BEGIN Records supplied

//! PostgreSQL catalog.

use crate::error::{MetadataError, MetadataResult};
use crate::models::{FileRow, NewFile, TokenRow};
use crate::repos::{FileRepo, HeartbeatRepo, TokenRepo};
use crate::store::MetadataStore;
use async_trait::async_trait;
use dss_core::config::PgSslMode;
use dss_core::{ListQuery, SortField, SortOrder};
use sqlx::postgres::{PgConnectOptions, PgPoolOptions, PgSslMode as SqlxPgSslMode};
use sqlx::{Pool, Postgres};
use std::str::FromStr;
use time::OffsetDateTime;
use uuid::Uuid;

/// PostgreSQL schema (embedded).
const POSTGRES_SCHEMA: &str = include_str!("postgres_schema.sql");

fn postgres_schema_statements(schema: &str) -> Vec<&str> {
    schema
        .split(';')
        .filter_map(|statement| {
            let trimmed = statement.trim();
            if trimmed.is_empty() {
                return None;
            }
            let has_sql = trimmed.lines().any(|line| {
                let line = line.trim();
                !line.is_empty() && !line.starts_with("--")
            });
            has_sql.then_some(trimmed)
        })
        .collect()
}

/// ORDER BY fragment for a validated sort. `key` breaks timestamp ties.
pub(crate) fn postgres_order_by(sort_by: SortField, order: SortOrder) -> &'static str {
    match (sort_by, order) {
        (SortField::CreatedAt, SortOrder::Asc) => "created_at ASC, key ASC",
        (SortField::CreatedAt, SortOrder::Desc) => "created_at DESC, key DESC",
        (SortField::UpdatedAt, SortOrder::Asc) => "updated_at ASC, key ASC",
        (SortField::UpdatedAt, SortOrder::Desc) => "updated_at DESC, key DESC",
        (SortField::Random, _) => "RANDOM()",
    }
}

fn is_unique_violation(err: &sqlx::Error) -> bool {
    // PostgreSQL error code 23505 = unique_violation
    matches!(err, sqlx::Error::Database(db_err) if db_err.code().as_deref() == Some("23505"))
}

/// Where the catalog database lives.
#[derive(Debug, Clone, Copy)]
pub enum PgTarget<'a> {
    Url(&'a str),
    /// Discrete parameters, so the password can come from its own variable.
    Params {
        host: &'a str,
        port: u16,
        username: Option<&'a str>,
        password: Option<&'a str>,
        database: &'a str,
        ssl_mode: Option<PgSslMode>,
    },
}

impl PgTarget<'_> {
    fn connect_options(&self) -> MetadataResult<PgConnectOptions> {
        match *self {
            PgTarget::Url(url) => Ok(PgConnectOptions::from_str(url)?),
            PgTarget::Params {
                host,
                port,
                username,
                password,
                database,
                ssl_mode,
            } => {
                let mut opts = PgConnectOptions::new()
                    .host(host)
                    .port(port)
                    .database(database);
                if let Some(user) = username {
                    opts = opts.username(user);
                }
                if let Some(pass) = password {
                    opts = opts.password(pass);
                }
                if let Some(mode) = ssl_mode {
                    opts = opts.ssl_mode(match mode {
                        PgSslMode::Disable => SqlxPgSslMode::Disable,
                        PgSslMode::Prefer => SqlxPgSslMode::Prefer,
                        PgSslMode::Require => SqlxPgSslMode::Require,
                    });
                }
                Ok(opts)
            }
        }
    }
}

/// Catalog backed by PostgreSQL.
pub struct PostgresStore {
    pool: Pool<Postgres>,
}

impl PostgresStore {
    /// Open a pool against `target` and apply the schema.
    pub async fn connect(
        target: PgTarget<'_>,
        max_connections: u32,
        statement_timeout_ms: Option<u64>,
    ) -> MetadataResult<Self> {
        let mut opts = target.connect_options()?;
        if let Some(timeout_ms) = statement_timeout_ms {
            opts = opts.options([("statement_timeout", format!("{timeout_ms}ms"))]);
        }

        tracing::info!(
            host = opts.get_host(),
            port = opts.get_port(),
            database = opts.get_database().unwrap_or("<default>"),
            max_connections,
            statement_timeout_ms,
            "Connecting to PostgreSQL catalog"
        );

        let pool = PgPoolOptions::new()
            .max_connections(max_connections)
            .connect_with(opts)
            .await?;

        let store = Self { pool };
        store.migrate().await?;
        Ok(store)
    }
}

#[async_trait]
impl MetadataStore for PostgresStore {
    async fn migrate(&self) -> MetadataResult<()> {
        // One command per prepared statement.
        for statement in postgres_schema_statements(POSTGRES_SCHEMA) {
            sqlx::query(statement).execute(&self.pool).await?;
        }
        Ok(())
    }

    async fn health_check(&self) -> MetadataResult<()> {
        sqlx::query("SELECT 1").execute(&self.pool).await?;
        Ok(())
    }
}

#[async_trait]
impl FileRepo for PostgresStore {
    async fn create_file(&self, file: &NewFile) -> MetadataResult<Uuid> {
        let result = sqlx::query_scalar::<_, Uuid>(
            r#"
            INSERT INTO files (storage_path, original_name, tags, hash, size_bytes)
            VALUES ($1, $2, $3, $4, $5)
            RETURNING key
            "#,
        )
        .bind(&file.storage_path)
        .bind(&file.original_name)
        .bind(&file.tags)
        .bind(&file.hash)
        .bind(file.size_bytes)
        .fetch_one(&self.pool)
        .await;

        match result {
            Ok(key) => Ok(key),
            Err(e) if is_unique_violation(&e) => Err(MetadataError::AlreadyExists(format!(
                "storage path {} already cataloged",
                file.storage_path
            ))),
            Err(e) => Err(e.into()),
        }
    }

    async fn get_file(&self, key: Uuid) -> MetadataResult<Option<FileRow>> {
        let row = sqlx::query_as::<_, FileRow>("SELECT * FROM files WHERE key = $1")
            .bind(key)
            .fetch_optional(&self.pool)
            .await?;
        Ok(row)
    }

    async fn list_file_keys(&self, query: &ListQuery) -> MetadataResult<Vec<Uuid>> {
        let sql = format!(
            "SELECT key FROM files WHERE tags @> $1 ORDER BY {} LIMIT $2",
            postgres_order_by(query.sort_by, query.order)
        );
        let keys = sqlx::query_scalar::<_, Uuid>(&sql)
            .bind(&query.tags)
            .bind(i64::from(query.limit))
            .fetch_all(&self.pool)
            .await?;
        Ok(keys)
    }

    async fn scan_files(&self, after: Option<Uuid>, limit: u32) -> MetadataResult<Vec<FileRow>> {
        let rows = match after {
            Some(after) => {
                sqlx::query_as::<_, FileRow>(
                    "SELECT * FROM files WHERE key > $1 ORDER BY key LIMIT $2",
                )
                .bind(after)
                .bind(i64::from(limit))
                .fetch_all(&self.pool)
                .await?
            }
            None => {
                sqlx::query_as::<_, FileRow>("SELECT * FROM files ORDER BY key LIMIT $1")
                    .bind(i64::from(limit))
                    .fetch_all(&self.pool)
                    .await?
            }
        };
        Ok(rows)
    }

    async fn set_file_hash(
        &self,
        key: Uuid,
        hash: &str,
        updated_at: OffsetDateTime,
    ) -> MetadataResult<()> {
        let result = sqlx::query("UPDATE files SET hash = $1, updated_at = $2 WHERE key = $3")
            .bind(hash)
            .bind(updated_at)
            .bind(key)
            .execute(&self.pool)
            .await?;
        if result.rows_affected() == 0 {
            return Err(MetadataError::NotFound(format!("file {key} not found")));
        }
        Ok(())
    }

    async fn count_files(&self) -> MetadataResult<u64> {
        let count: i64 = sqlx::query_scalar("SELECT COUNT(*) FROM files")
            .fetch_one(&self.pool)
            .await?;
        Ok(count as u64)
    }
}

#[async_trait]
impl TokenRepo for PostgresStore {
    async fn create_token(&self, token_hash: &str, description: Option<&str>) -> MetadataResult<()> {
        let result = sqlx::query("INSERT INTO tokens (token_hash, description) VALUES ($1, $2)")
            .bind(token_hash)
            .bind(description)
            .execute(&self.pool)
            .await;

        match result {
            Ok(_) => Ok(()),
            Err(e) if is_unique_violation(&e) => Err(MetadataError::AlreadyExists(
                "token hash already exists".to_string(),
            )),
            Err(e) => Err(e.into()),
        }
    }

    async fn token_exists(&self, token_hash: &str) -> MetadataResult<bool> {
        let exists: bool =
            sqlx::query_scalar("SELECT EXISTS(SELECT 1 FROM tokens WHERE token_hash = $1)")
                .bind(token_hash)
                .fetch_one(&self.pool)
                .await?;
        Ok(exists)
    }

    async fn get_token_by_hash(&self, token_hash: &str) -> MetadataResult<Option<TokenRow>> {
        let row = sqlx::query_as::<_, TokenRow>("SELECT * FROM tokens WHERE token_hash = $1")
            .bind(token_hash)
            .fetch_optional(&self.pool)
            .await?;
        Ok(row)
    }
}

#[async_trait]
impl HeartbeatRepo for PostgresStore {
    async fn record_heartbeat(&self) -> MetadataResult<i64> {
        let id: i64 = sqlx::query_scalar("INSERT INTO heartbeats DEFAULT VALUES RETURNING id")
            .fetch_one(&self.pool)
            .await?;
        Ok(id)
    }
}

END Records supplied

From the records above, pull out every line containing the word "description".

Answer section =
    async fn create_token(&self, token_hash: &str, description: Option<&str>) -> MetadataResult<()> {
        let result = sqlx::query("INSERT INTO tokens (token_hash, description) VALUES ($1, $2)")
            .bind(description)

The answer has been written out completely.